Всемирная история: в 6 томах. Том 5: Мир в XIX веке
Шрифт:
Исторические рефлексии о XIX в. как эпохе «первой современности», окрашенные в национальные тона, часто не учитывают более общие имперские, региональные и межнациональные идентичности, рассматривая их лишь как тягостный контекст, в котором «просыпалась», зрела, боролась за независимость та или иная нация. Такой подход связывает модерную государственность XIX в. только с нациями-государствами. Не учитываются глубинные взаимосвязи национального и имперского проектов, противопоставляются нация-государство и империя как две совершенно разные, несовместимые формы политической организации (подробнее см. «Империя и нация в “долгом XIX веке”»).
XIX в. был веком империй и национализма, а не только веком наций-государств. Поэтому при определении XIX в. современной исторической наукой должны приниматься в расчет не только национальные векторы, но и многообразие
Начиная с классического труда Э. Гиббона «Закат и падение Римской империи», история империй писалась ретроспективно как история неуклонного шествия к распаду. На взгляд историков нового и особенно новейшего времени, империя представлялась нелегитимным, следовательно, нежизнеспособным социальным и политическим явлением; доминировал сценарий упадка и распада, телеология неизбежного падения и краха империй.
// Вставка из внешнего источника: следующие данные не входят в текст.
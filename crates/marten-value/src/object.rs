//! Objects, classes, and callables.
//!
//! A [`TypeObject`] stands in for a class: a display name, an optional
//! qualified name (present only for classes reachable from global scope),
//! and the set of class-level attribute names. An [`ObjectValue`] is an
//! instance: a type reference plus an instance dictionary. Attribute
//! lookup checks the instance dictionary first, then the class.
//!
//! Callables carry a mutable name field. Guards that key on the name see
//! in-place mutations of that field, matching the traced language's
//! `__name__` semantics.

use parking_lot::RwLock;
use std::sync::{Arc, Weak};

use crate::dict::DictValue;
use crate::value::Value;

/// A class object, identified for guard purposes by its qualified name.
#[derive(Debug)]
pub struct TypeObject {
    name: String,
    qualified_name: Option<String>,
    attrs: Vec<String>,
}

impl TypeObject {
    /// Start building a type with the given display name.
    pub fn builder(name: impl Into<String>) -> TypeObjectBuilder {
        TypeObjectBuilder {
            name: name.into(),
            qualified_name: None,
            attrs: Vec::new(),
        }
    }

    /// Display name (the last path segment for global types).
    #[inline]
    pub fn name(&self) -> &str {
        &self.name
    }

    /// Qualified name, if the type is reachable from global scope.
    ///
    /// `None` for types defined inside a function body; such types cannot
    /// be recovered by name in another process.
    #[inline]
    pub fn qualified_name(&self) -> Option<&str> {
        self.qualified_name.as_deref()
    }

    /// Check whether the class defines an attribute with this name.
    pub fn has_attr(&self, name: &str) -> bool {
        self.attrs.iter().any(|a| a == name)
    }
}

/// Builder for [`TypeObject`].
pub struct TypeObjectBuilder {
    name: String,
    qualified_name: Option<String>,
    attrs: Vec<String>,
}

impl TypeObjectBuilder {
    /// Set the qualified name, marking the type as globally reachable.
    pub fn qualified(mut self, qualified_name: impl Into<String>) -> Self {
        self.qualified_name = Some(qualified_name.into());
        self
    }

    /// Declare a class-level attribute (method or class variable).
    pub fn attr(mut self, name: impl Into<String>) -> Self {
        self.attrs.push(name.into());
        self
    }

    /// Finish, producing a shared type object.
    pub fn build(self) -> Arc<TypeObject> {
        Arc::new(TypeObject {
            name: self.name,
            qualified_name: self.qualified_name,
            attrs: self.attrs,
        })
    }
}

/// Shared backing storage of an [`ObjectValue`]. Opaque; exposed only so
/// weak references can point at it.
pub struct ObjectData {
    ty: Arc<TypeObject>,
    dict: DictValue,
}

/// An instance of a [`TypeObject`]: a type reference plus an instance
/// dictionary. Clones share the same instance (and identity).
#[derive(Clone)]
pub struct ObjectValue(Arc<ObjectData>);

impl ObjectValue {
    /// Create a fresh instance of `ty` with an empty instance dictionary.
    pub fn new(ty: Arc<TypeObject>) -> Self {
        Self(Arc::new(ObjectData {
            ty,
            dict: DictValue::new(),
        }))
    }

    /// The instance's class.
    #[inline]
    pub fn ty(&self) -> &Arc<TypeObject> {
        &self.0.ty
    }

    /// The instance dictionary (the "generic dict").
    #[inline]
    pub fn instance_dict(&self) -> &DictValue {
        &self.0.dict
    }

    /// Set an attribute on the instance, shadowing any class attribute.
    pub fn set_attr(&self, name: impl Into<String>, value: Value) {
        self.0.dict.insert(name, value);
    }

    /// Remove an instance attribute. Class attributes are unaffected.
    pub fn del_attr(&self, name: &str) -> Option<Value> {
        self.0.dict.remove(name)
    }

    /// Look up an instance attribute value. Class-level attributes carry
    /// no values in this model, only names; they are visible to
    /// [`has_attr`](Self::has_attr) but not navigable.
    pub fn get_attr(&self, name: &str) -> Option<Value> {
        self.0.dict.get(name)
    }

    /// Whether the attribute resolves on the instance or its class.
    pub fn has_attr(&self, name: &str) -> bool {
        self.0.dict.contains_key(name) || self.0.ty.has_attr(name)
    }

    /// Stable address of the shared instance, for identity conditions.
    #[inline]
    pub(crate) fn data_ptr(&self) -> usize {
        Arc::as_ptr(&self.0) as usize
    }

    #[inline]
    pub(crate) fn downgrade(&self) -> Weak<ObjectData> {
        Arc::downgrade(&self.0)
    }

    #[inline]
    pub(crate) fn from_arc(data: Arc<ObjectData>) -> Self {
        Self(data)
    }
}

impl std::fmt::Debug for ObjectValue {
    fn fmt(&self, f: &mut std::fmt::Formatter<'_>) -> std::fmt::Result {
        f.debug_struct("ObjectValue")
            .field("type", &self.0.ty.name)
            .field("dict", &self.0.dict)
            .finish()
    }
}

/// Zero-argument native accessor attached to a callable.
///
/// Returning `None` means the accessor cannot produce a value; path
/// traversal through such a callable fails the guard.
pub type NativeFn = Arc<dyn Fn() -> Option<Value> + Send + Sync>;

struct CallableData {
    name: RwLock<String>,
    qualified_name: Option<String>,
    body: Option<NativeFn>,
}

/// A callable with a mutable name field.
#[derive(Clone)]
pub struct CallableValue(Arc<CallableData>);

impl CallableValue {
    /// Create a named callable with no body.
    pub fn new(name: impl Into<String>) -> Self {
        Self(Arc::new(CallableData {
            name: RwLock::new(name.into()),
            qualified_name: None,
            body: None,
        }))
    }

    /// Create a named callable backed by a zero-argument accessor.
    pub fn with_body(name: impl Into<String>, body: NativeFn) -> Self {
        Self(Arc::new(CallableData {
            name: RwLock::new(name.into()),
            qualified_name: None,
            body: Some(body),
        }))
    }

    /// Current value of the name field.
    pub fn name(&self) -> String {
        self.0.name.read().clone()
    }

    /// Mutate the name field in place. Identity is unchanged.
    pub fn set_name(&self, name: impl Into<String>) {
        *self.0.name.write() = name.into();
    }

    /// Qualified name, if any.
    #[inline]
    pub fn qualified_name(&self) -> Option<&str> {
        self.0.qualified_name.as_deref()
    }

    /// Invoke the accessor, if the callable has one.
    pub fn call(&self) -> Option<Value> {
        self.0.body.as_ref().and_then(|body| body())
    }

    /// Stable address of the shared callable, for identity conditions.
    #[inline]
    pub(crate) fn data_ptr(&self) -> usize {
        Arc::as_ptr(&self.0) as usize
    }
}

impl std::fmt::Debug for CallableValue {
    fn fmt(&self, f: &mut std::fmt::Formatter<'_>) -> std::fmt::Result {
        write!(f, "CallableValue({:?})", self.0.name.read())
    }
}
Для того чтобы концепция XIX в. «работала», в имперской и национальной историографиях использовались различные параметры: территориальности и языкового единства, имперского права и вероисповедания, лояльности по отношению к империи и соучастия в идее нации. XIX век был ключевым в оценке исторической роли и достижений империй или — назовем их так — «составных государств» (А. Каппелер). Если для одних историков, приверженцев национальных нарративов, XIX столетие было решающей эпохой на пути предначертанного заката империи и различных национальных возрождений, то другие, сторонники имперского подхода, видели в той же эпохе прогрессивную правовую интеграцию, охраняемые конституцией личные права и невиданный культурный расцвет. Эти «другие» работают как будто в других «имперских» временных слоях, если использовать здесь терминологию Р. Козеллека. Подводить итоги конкуренции двух интерпретаций истории XIX в. вряд ли продуктивно. Новые научные данные об эпохе показывают, как минимум, столько же слоев непрерывности в развитии империй, сколько было траекторий неизбежного упадка. Эти новые находки требуют иной, комплексной теории, для того чтобы придать смысл XIX в., воспринимаемому отныне не в качестве прелюдии к распаду империй. Здесь уместнее было бы соотносить различные линии развития, нежели выделять одну из них (политическую, экономическую, культурную) или делать общие выводы, основываясь на анализе только своего исследовательского поля. В таком разрезе глобальный взгляд, глобальный подход к истории «долгого XIX века» видится наиболее продуктивным.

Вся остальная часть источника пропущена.